[What to do]:
Quote exactly and only this range of lines in the data below: the line that holds "context removes it." to the line that holds "fn acquire(backup_config: &BackupConfig)", both included.

[Records for processing]:

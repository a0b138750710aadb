// pgbackup/src/backup/logic.rs
use chrono::{DateTime, Local};
use std::fmt;
use std::fs;
use std::path::{Path, PathBuf};
use std::sync::Arc;
use tempfile::{Builder as TempFileBuilder, TempDir};
use tracing::{debug, error, info, warn};

use super::archive::{compress_stage, verify_stage, Codec};
use super::db_dump::{dump_stage, DatabaseCatalog, DumpProducer};
use super::publish::publish;
use crate::config::BackupConfig;
use crate::errors::{FatalError, StageError, StageKind};
use crate::utils::naming::{artifact_base_name, classify, published_file_name, DatabaseClass};
use crate::utils::storage::{ensure_backup_dir, remove_quietly, StorageProbe, KB_PER_MB};

/// External capabilities the run is driven through.
pub struct Collaborators<'a> {
    pub catalog: &'a dyn DatabaseCatalog,
    pub producer: &'a dyn DumpProducer,
    pub codec: Arc<dyn Codec>,
    pub probe: &'a dyn StorageProbe,
}

/// Where a single database currently is in the pipeline.
#[derive(Debug, Clone, Copy, PartialEq, Eq)]
enum PipelineState {
    Dumping,
    Compressing,
    Verifying,
    SpaceChecking,
    Publishing,
}

impl fmt::Display for PipelineState {
    fn fmt(&self, f: &mut fmt::Formatter<'_>) -> fmt::Result {
        let name = match self {
            PipelineState::Dumping => "dumping",
            PipelineState::Compressing => "compressing",
            PipelineState::Verifying => "verifying",
            PipelineState::SpaceChecking => "space checking",
            PipelineState::Publishing => "publishing",
        };
        f.write_str(name)
    }
}

#[derive(Debug, Clone, Copy, Default, PartialEq, Eq)]
pub struct OutcomeTally {
    pub succeeded: usize,
    pub failed: usize,
}

impl OutcomeTally {
    fn record(&mut self, outcome: &Result<PathBuf, StageError>) {
        match outcome {
            Ok(_) => self.succeeded += 1,
            Err(_) => self.failed += 1,
        }
    }
}

/// What a finished run reports back to the caller.
#[derive(Debug, Clone)]
pub struct RunSummary {
    pub run_id: String,
    pub timestamp: String,
    pub workspace: PathBuf,
    pub succeeded: usize,
    pub failed: usize,
    pub published: Vec<PathBuf>,
}

impl RunSummary {
    /// 0 when every attempted database was published, 1 otherwise.
    pub fn exit_code(&self) -> u8 {
        if self.failed > 0 { 1 } else { 0 }
    }
}

/// State of one run. Owns the workspace; dropping the context removes it.
struct RunContext {
    run_id: String,
    started_at: DateTime<Local>,
    timestamp: String,
    workspace: TempDir,
    backup_dir: PathBuf,
    per_db_min_kb: u64,
    tally: OutcomeTally,
    published: Vec<PathBuf>,
}

impl RunContext {
    fn acquire(backup_config: &BackupConfig) -> Result<Self, FatalError> {
        let started_at = Local::now();
        let timestamp = started_at.format("%Y%m%d_%H%M%S").to_string();
        let run_id = format!("{}_{}", std::process::id(), timestamp);

        let root = &backup_config.temp_dump_root;
        let workspace = fs::create_dir_all(root)
            .and_then(|_| {
                TempFileBuilder::new()
                    .prefix(&format!("pg_backup_{}_", run_id))
                    .tempdir_in(root)
            })
            .map_err(|source| FatalError::Workspace {
                path: root.clone(),
                source,
            })?;
        info!("📂 Workspace created at: {}", workspace.path().display());

        Ok(Self {
            run_id,
            started_at,
            timestamp,
            workspace,
            backup_dir: backup_config.local_backup_path.clone(),
            per_db_min_kb: backup_config.min_free_space_per_db_mb.saturating_mul(KB_PER_MB),
            tally: OutcomeTally::default(),
            published: Vec::new(),
        })
    }

    fn workspace(&self) -> &Path {
        self.workspace.path()
    }

    /// Removes the workspace and reports the run.
    fn finish(self) -> RunSummary {
        let workspace = self.workspace.path().to_path_buf();
        match self.workspace.close() {
            Ok(()) => debug!("Workspace {} removed", workspace.display()),
            Err(e) => warn!("Could not fully remove workspace {}: {}", workspace.display(), e),
        }

        let elapsed = Local::now().signed_duration_since(self.started_at);
        info!(
            "Run {} finished in {}s: {} succeeded, {} failed",
            self.run_id,
            elapsed.num_seconds(),
            self.tally.succeeded,
            self.tally.failed
        );

        RunSummary {
            run_id: self.run_id,
            timestamp: self.timestamp,
            workspace,
            succeeded: self.tally.succeeded,
            failed: self.tally.failed,
            published: self.published,
        }
    }
}

fn require_space(
    probe: &dyn StorageProbe,
    path: &Path,
    required_kb: u64,
) -> Result<(), FatalError> {
    let available_kb = probe.free_space_kb(path);
    debug!("{} KB free on {}", available_kb, path.display());
    if available_kb < required_kb {
        return Err(FatalError::InsufficientSpace {
            path: path.to_path_buf(),
            available_kb,
            required_kb,
        });
    }
    Ok(())
}

fn enter(db_name: &str, state: PipelineState) {
    debug!("{}: {}", db_name, state);
}

/// Drives one database from dump to publish. Each stage cleans up after itself on failure.
async fn process_database(
    ctx: &RunContext,
    deps: &Collaborators<'_>,
    db_name: &str,
) -> Result<PathBuf, StageError> {
    let base_name = artifact_base_name(db_name, &ctx.timestamp)?;

    enter(db_name, PipelineState::Dumping);
    let raw = dump_stage(deps.producer, ctx.workspace(), db_name, &base_name).await?;

    enter(db_name, PipelineState::Compressing);
    let compressed = compress_stage(&deps.codec, raw).await?;

    enter(db_name, PipelineState::Verifying);
    let verified = verify_stage(&deps.codec, compressed).await?;

    enter(db_name, PipelineState::SpaceChecking);
    let available_kb = deps.probe.free_space_kb(&ctx.backup_dir);
    if available_kb < ctx.per_db_min_kb {
        remove_quietly(&verified.path);
        return Err(StageError::new(
            StageKind::Space,
            format!(
                "{} KB free in {}, {} KB required",
                available_kb,
                ctx.backup_dir.display(),
                ctx.per_db_min_kb
            ),
        ));
    }

    enter(db_name, PipelineState::Publishing);
    let final_path = ctx.backup_dir.join(published_file_name(&base_name));
    let published = publish(verified, &final_path)?;
    Ok(published.path)
}

/// Checks run preconditions, then backs up every eligible database in turn.
///
/// Only precondition failures are returned as errors; per-database failures end up
/// in the summary's tally.
pub async fn perform_backup_orchestration(
    backup_config: &BackupConfig,
    deps: &Collaborators<'_>,
) -> Result<RunSummary, FatalError> {
    let backup_dir = &backup_config.local_backup_path;
    ensure_backup_dir(backup_dir).map_err(|source| FatalError::BackupDir {
        path: backup_dir.clone(),
        source,
    })?;

    let mut ctx = RunContext::acquire(backup_config)?;
    info!("🚀 Starting backup run {}", ctx.run_id);

    let startup_min_kb = backup_config.min_free_space_mb.saturating_mul(KB_PER_MB);
    require_space(deps.probe, ctx.workspace(), startup_min_kb)?;
    require_space(deps.probe, backup_dir, startup_min_kb)?;

    let databases = match &backup_config.databases_to_backup {
        Some(dbs) => {
            info!("Using database_list from configuration: {:?}", dbs);
            dbs.clone()
        }
        None => deps
            .catalog
            .list_databases()
            .await
            .map_err(FatalError::Enumeration)?,
    };

    let mut attempted = 0usize;
    for db_name in &databases {
        if let DatabaseClass::Excluded(reason) = classify(db_name) {
            info!("Skipping {}: {}", reason.describe(), db_name);
            continue;
        }
        attempted += 1;

        info!("🔍 Backing up database: {}", db_name);
        let outcome = process_database(&ctx, deps, db_name).await;
        ctx.tally.record(&outcome);
        match outcome {
            Ok(path) => {
                info!("✅ Backup of {} succeeded: {}", db_name, path.display());
                ctx.published.push(path);
            }
            Err(e) => error!("❌ Backup of {} failed during {}: {}", db_name, e.kind, e.detail),
        }
    }

    if attempted == 0 {
        warn!("No eligible databases found; nothing was backed up");
    }

    Ok(ctx.finish())
}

[Problem solution]:
/// State of one run. Owns the workspace; dropping the context removes it.
struct RunContext {
    run_id: String,
    started_at: DateTime<Local>,
    timestamp: String,
    workspace: TempDir,
    backup_dir: PathBuf,
    per_db_min_kb: u64,
    tally: OutcomeTally,
    published: Vec<PathBuf>,
}

impl RunContext {
    fn acquire(backup_config: &BackupConfig) -> Result<Self, FatalError> {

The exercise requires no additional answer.